**DATA RECORDS:**
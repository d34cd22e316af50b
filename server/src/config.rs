// Configuration for the server and the generator it hosts

use std::path::PathBuf;
use std::time::Duration;

use anyhow::Context;
use gan_core::{GeneratorConfig, Variant};

#[derive(Debug, Clone)]
pub struct ServerConfig {
    pub port: u16,
    pub rate_limit_per_minute: u32,
    pub request_timeout_secs: u64,
    pub cors_allowed_origins: Option<Vec<String>>,
    /// Root served under `/static`; generated artifacts live below it.
    pub static_dir: PathBuf,
    pub variant: Variant,
    pub checkpoint: Option<PathBuf>,
    pub checkpoint_dir: Option<PathBuf>,
    /// Overrides the variant's determinism seed.
    pub seed: Option<u64>,
    /// Load the generator before accepting requests.
    pub preload: bool,
}

impl Default for ServerConfig {
    fn default() -> Self {
        Self {
            port: 8000,
            rate_limit_per_minute: 60,
            request_timeout_secs: 300,
            cors_allowed_origins: None,
            static_dir: PathBuf::from("static"),
            variant: Variant::Standard,
            checkpoint: None,
            checkpoint_dir: None,
            seed: None,
            preload: false,
        }
    }
}

impl ServerConfig {
    pub fn from_env() -> anyhow::Result<Self> {
        Self::from_lookup(|key| std::env::var(key).ok())
    }

    pub fn from_lookup<F>(lookup: F) -> anyhow::Result<Self>
    where
        F: Fn(&str) -> Option<String>,
    {
        let defaults = Self::default();

        let port = lookup("PORT")
            .and_then(|v| v.parse().ok())
            .unwrap_or(defaults.port);

        let rate_limit_per_minute = lookup("RATE_LIMIT_PER_MINUTE")
            .and_then(|v| v.parse().ok())
            .filter(|v: &u32| *v > 0)
            .unwrap_or(defaults.rate_limit_per_minute);

        let request_timeout_secs = lookup("REQUEST_TIMEOUT_SECS")
            .and_then(|v| v.parse().ok())
            .unwrap_or(defaults.request_timeout_secs);

        let cors_allowed_origins = lookup("CORS_ALLOWED_ORIGINS").map(|origins| {
            origins
                .split(',')
                .map(|s| s.trim().to_string())
                .filter(|s| !s.is_empty())
                .collect()
        });

        let static_dir = lookup("STATIC_DIR")
            .filter(|v| !v.trim().is_empty())
            .map(PathBuf::from)
            .unwrap_or(defaults.static_dir);

        let variant = match lookup("GAN_VARIANT").filter(|v| !v.trim().is_empty()) {
            Some(name) => name.parse::<Variant>().context("GAN_VARIANT")?,
            None => defaults.variant,
        };

        let seed = match lookup("GAN_SEED").filter(|v| !v.trim().is_empty()) {
            Some(raw) => Some(
                raw.trim()
                    .parse::<u64>()
                    .with_context(|| format!("GAN_SEED must be an unsigned integer, got '{raw}'"))?,
            ),
            None => None,
        };

        let preload = lookup("GAN_PRELOAD")
            .map(|v| matches!(v.trim().to_ascii_lowercase().as_str(), "1" | "true" | "yes"))
            .unwrap_or(defaults.preload);

        Ok(Self {
            port,
            rate_limit_per_minute,
            request_timeout_secs,
            cors_allowed_origins,
            static_dir,
            variant,
            checkpoint: lookup("GAN_CHECKPOINT")
                .filter(|v| !v.trim().is_empty())
                .map(PathBuf::from),
            checkpoint_dir: lookup(gan_core::config::CHECKPOINT_DIR_ENV)
                .filter(|v| !v.trim().is_empty())
                .map(PathBuf::from),
            seed,
            preload,
        })
    }

    pub fn request_timeout(&self) -> Duration {
        Duration::from_secs(self.request_timeout_secs)
    }

    /// Where `/generate_file` and `/generate_layer_file` write.
    pub fn batch_dir(&self) -> PathBuf {
        self.static_dir.join("batch")
    }

    /// Parent of the per-request layer directories.
    pub fn evolution_dir(&self) -> PathBuf {
        self.static_dir.join("evolution")
    }

    pub fn generator_config(&self) -> GeneratorConfig {
        let config = self.variant.config();
        match self.seed {
            Some(seed) => config.with_seed(seed),
            None => config,
        }
    }
}
//! Common utilities for integration tests

use std::path::Path;
use std::sync::Arc;

use asr_core::{Segment, Transcriber, Transcript, Word};
use axum::{
    body::{to_bytes, Body, Bytes},
    http::{HeaderMap, Request, StatusCode},
    Router,
};
use candle_core::{DType, Device};
use candle_nn::{VarBuilder, VarMap};
use gan_core::{Generator, GeneratorConfig, SynthError, SynthesisService, Variant, WaveGan};
use serde_json::Value;
use server::{config::ServerConfig, router, AppState};
use tempfile::TempDir;
use tower::ServiceExt;

pub const ALTERNATING: [i64; 16] = [1, 0, 1, 0, 1, 0, 1, 0, 1, 0, 1, 0, 1, 0, 1, 0];

pub struct TestApp {
    pub router: Router,
    pub state: AppState,
    pub static_dir: TempDir,
}

/// Transcriber that echoes the file name back as a one-word transcript.
pub struct EchoTranscriber;

#[async_trait::async_trait]
impl Transcriber for EchoTranscriber {
    async fn transcribe(&self, path: &Path, language: Option<&str>) -> anyhow::Result<Transcript> {
        let name = path
            .file_stem()
            .and_then(|s| s.to_str())
            .unwrap_or_default()
            .to_string();
        let word = Word {
            start: 0.0,
            end: 1.0,
            text: name.clone(),
        };
        Ok(Transcript {
            language: Some(language.unwrap_or("en").to_string()),
            duration: 1.024,
            text: name.clone(),
            segments: vec![Segment {
                start: 0.0,
                end: 1.0,
                text: name,
                words: Some(vec![word.clone()]),
            }],
            words: vec![word],
        })
    }
}

/// Short-slice WaveGAN with random weights, narrow enough to run quickly on CPU.
pub fn tiny_service() -> SynthesisService {
    let config = Variant::Short.config().with_width(2);
    SynthesisService::with_loader(
        config,
        Box::new(|cfg: &GeneratorConfig| {
            let varmap = VarMap::new();
            let vb = VarBuilder::from_varmap(&varmap, DType::F32, &Device::Cpu);
            let model = WaveGan::from_var_builder(cfg, vb)
                .map_err(|e| SynthError::ModelLoad(e.to_string()))?;
            Ok(Box::new(model) as Box<dyn Generator>)
        }),
    )
}

pub fn create_test_app(asr: Option<Arc<dyn Transcriber>>) -> TestApp {
    let static_dir = tempfile::tempdir().expect("tempdir");
    let config = ServerConfig {
        static_dir: static_dir.path().to_path_buf(),
        variant: Variant::Short,
        ..ServerConfig::default()
    };
    let state = AppState::new(tiny_service(), asr, config);
    TestApp {
        router: router(state.clone()),
        state,
        static_dir,
    }
}

pub async fn send(router: &Router, request: Request<Body>) -> (StatusCode, HeaderMap, Bytes) {
    let response = router.clone().oneshot(request).await.unwrap();
    let status = response.status();
    let headers = response.headers().clone();
    let body = to_bytes(response.into_body(), usize::MAX).await.unwrap();
    (status, headers, body)
}

pub async fn get(router: &Router, uri: &str) -> (StatusCode, HeaderMap, Bytes) {
    send(router, Request::builder().uri(uri).body(Body::empty()).unwrap()).await
}

pub async fn post_json(router: &Router, uri: &str, body: Value) -> (StatusCode, Value) {
    let request = Request::builder()
        .method("POST")
        .uri(uri)
        .header("content-type", "application/json")
        .body(Body::from(serde_json::to_string(&body).unwrap()))
        .unwrap();
    let (status, _, bytes) = send(router, request).await;
    let json = serde_json::from_slice(&bytes).unwrap_or(Value::Null);
    (status, json)
}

**WORK TO BE COMPLETED:** Once you have read the records above, set each one down again exactly.

**WORKED SOLUTION:**
repository d34cd22e316af50b
filename server/src/config.rs
// Configuration for the server and the generator it hosts

use std::path::PathBuf;
use std::time::Duration;

use anyhow::Context;
use gan_core::{GeneratorConfig, Variant};

#[derive(Debug, Clone)]
pub struct ServerConfig {
    pub port: u16,
    pub rate_limit_per_minute: u32,
    pub request_timeout_secs: u64,
    pub cors_allowed_origins: Option<Vec<String>>,
    /// Root served under `/static`; generated artifacts live below it.
    pub static_dir: PathBuf,
    pub variant: Variant,
    pub checkpoint: Option<PathBuf>,
    pub checkpoint_dir: Option<PathBuf>,
    /// Overrides the variant's determinism seed.
    pub seed: Option<u64>,
    /// Load the generator before accepting requests.
    pub preload: bool,
}

impl Default for ServerConfig {
    fn default() -> Self {
        Self {
            port: 8000,
            rate_limit_per_minute: 60,
            request_timeout_secs: 300,
            cors_allowed_origins: None,
            static_dir: PathBuf::from("static"),
            variant: Variant::Standard,
            checkpoint: None,
            checkpoint_dir: None,
            seed: None,
            preload: false,
        }
    }
}

impl ServerConfig {
    pub fn from_env() -> anyhow::Result<Self> {
        Self::from_lookup(|key| std::env::var(key).ok())
    }

    pub fn from_lookup<F>(lookup: F) -> anyhow::Result<Self>
    where
        F: Fn(&str) -> Option<String>,
    {
        let defaults = Self::default();

        let port = lookup("PORT")
            .and_then(|v| v.parse().ok())
            .unwrap_or(defaults.port);

        let rate_limit_per_minute = lookup("RATE_LIMIT_PER_MINUTE")
            .and_then(|v| v.parse().ok())
            .filter(|v: &u32| *v > 0)
            .unwrap_or(defaults.rate_limit_per_minute);

        let request_timeout_secs = lookup("REQUEST_TIMEOUT_SECS")
            .and_then(|v| v.parse().ok())
            .unwrap_or(defaults.request_timeout_secs);

        let cors_allowed_origins = lookup("CORS_ALLOWED_ORIGINS").map(|origins| {
            origins
                .split(',')
                .map(|s| s.trim().to_string())
                .filter(|s| !s.is_empty())
                .collect()
        });

        let static_dir = lookup("STATIC_DIR")
            .filter(|v| !v.trim().is_empty())
            .map(PathBuf::from)
            .unwrap_or(defaults.static_dir);

        let variant = match lookup("GAN_VARIANT").filter(|v| !v.trim().is_empty()) {
            Some(name) => name.parse::<Variant>().context("GAN_VARIANT")?,
            None => defaults.variant,
        };

        let seed = match lookup("GAN_SEED").filter(|v| !v.trim().is_empty()) {
            Some(raw) => Some(
                raw.trim()
                    .parse::<u64>()
                    .with_context(|| format!("GAN_SEED must be an unsigned integer, got '{raw}'"))?,
            ),
            None => None,
        };

        let preload = lookup("GAN_PRELOAD")
            .map(|v| matches!(v.trim().to_ascii_lowercase().as_str(), "1" | "true" | "yes"))
            .unwrap_or(defaults.preload);

        Ok(Self {
            port,
            rate_limit_per_minute,
            request_timeout_secs,
            cors_allowed_origins,
            static_dir,
            variant,
            checkpoint: lookup("GAN_CHECKPOINT")
                .filter(|v| !v.trim().is_empty())
                .map(PathBuf::from),
            checkpoint_dir: lookup(gan_core::config::CHECKPOINT_DIR_ENV)
                .filter(|v| !v.trim().is_empty())
                .map(PathBuf::from),
            seed,
            preload,
        })
    }

    pub fn request_timeout(&self) -> Duration {
        Duration::from_secs(self.request_timeout_secs)
    }

    /// Where `/generate_file` and `/generate_layer_file` write.
    pub fn batch_dir(&self) -> PathBuf {
        self.static_dir.join("batch")
    }

    /// Parent of the per-request layer directories.
    pub fn evolution_dir(&self) -> PathBuf {
        self.static_dir.join("evolution")
    }

    pub fn generator_config(&self) -> GeneratorConfig {
        let config = self.variant.config();
        match self.seed {
            Some(seed) => config.with_seed(seed),
            None => config,
        }
    }
}
//! Common utilities for integration tests

use std::path::Path;
use std::sync::Arc;

use asr_core::{Segment, Transcriber, Transcript, Word};
use axum::{
    body::{to_bytes, Body, Bytes},
    http::{HeaderMap, Request, StatusCode},
    Router,
};
use candle_core::{DType, Device};
use candle_nn::{VarBuilder, VarMap};
use gan_core::{Generator, GeneratorConfig, SynthError, SynthesisService, Variant, WaveGan};
use serde_json::Value;
use server::{config::ServerConfig, router, AppState};
use tempfile::TempDir;
use tower::ServiceExt;

pub const ALTERNATING: [i64; 16] = [1, 0, 1, 0, 1, 0, 1, 0, 1, 0, 1, 0, 1, 0, 1, 0];

pub struct TestApp {
    pub router: Router,
    pub state: AppState,
    pub static_dir: TempDir,
}

/// Transcriber that echoes the file name back as a one-word transcript.
pub struct EchoTranscriber;

#[async_trait::async_trait]
impl Transcriber for EchoTranscriber {
    async fn transcribe(&self, path: &Path, language: Option<&str>) -> anyhow::Result<Transcript> {
        let name = path
            .file_stem()
            .and_then(|s| s.to_str())
            .unwrap_or_default()
            .to_string();
        let word = Word {
            start: 0.0,
            end: 1.0,
            text: name.clone(),
        };
        Ok(Transcript {
            language: Some(language.unwrap_or("en").to_string()),
            duration: 1.024,
            text: name.clone(),
            segments: vec![Segment {
                start: 0.0,
                end: 1.0,
                text: name,
                words: Some(vec![word.clone()]),
            }],
            words: vec![word],
        })
    }
}

/// Short-slice WaveGAN with random weights, narrow enough to run quickly on CPU.
pub fn tiny_service() -> SynthesisService {
    let config = Variant::Short.config().with_width(2);
    SynthesisService::with_loader(
        config,
        Box::new(|cfg: &GeneratorConfig| {
            let varmap = VarMap::new();
            let vb = VarBuilder::from_varmap(&varmap, DType::F32, &Device::Cpu);
            let model = WaveGan::from_var_builder(cfg, vb)
                .map_err(|e| SynthError::ModelLoad(e.to_string()))?;
            Ok(Box::new(model) as Box<dyn Generator>)
        }),
    )
}

pub fn create_test_app(asr: Option<Arc<dyn Transcriber>>) -> TestApp {
    let static_dir = tempfile::tempdir().expect("tempdir");
    let config = ServerConfig {
        static_dir: static_dir.path().to_path_buf(),
        variant: Variant::Short,
        ..ServerConfig::default()
    };
    let state = AppState::new(tiny_service(), asr, config);
    TestApp {
        router: router(state.clone()),
        state,
        static_dir,
    }
}

pub async fn send(router: &Router, request: Request<Body>) -> (StatusCode, HeaderMap, Bytes) {
    let response = router.clone().oneshot(request).await.unwrap();
    let status = response.status();
    let headers = response.headers().clone();
    let body = to_bytes(response.into_body(), usize::MAX).await.unwrap();
    (status, headers, body)
}

pub async fn get(router: &Router, uri: &str) -> (StatusCode, HeaderMap, Bytes) {
    send(router, Request::builder().uri(uri).body(Body::empty()).unwrap()).await
}

pub async fn post_json(router: &Router, uri: &str, body: Value) -> (StatusCode, Value) {
    let request = Request::builder()
        .method("POST")
        .uri(uri)
        .header("content-type", "application/json")
        .body(Body::from(serde_json::to_string(&body).unwrap()))
        .unwrap();
    let (status, _, bytes) = send(router, request).await;
    let json = serde_json::from_slice(&bytes).unwrap_or(Value::Null);
    (status, json)
}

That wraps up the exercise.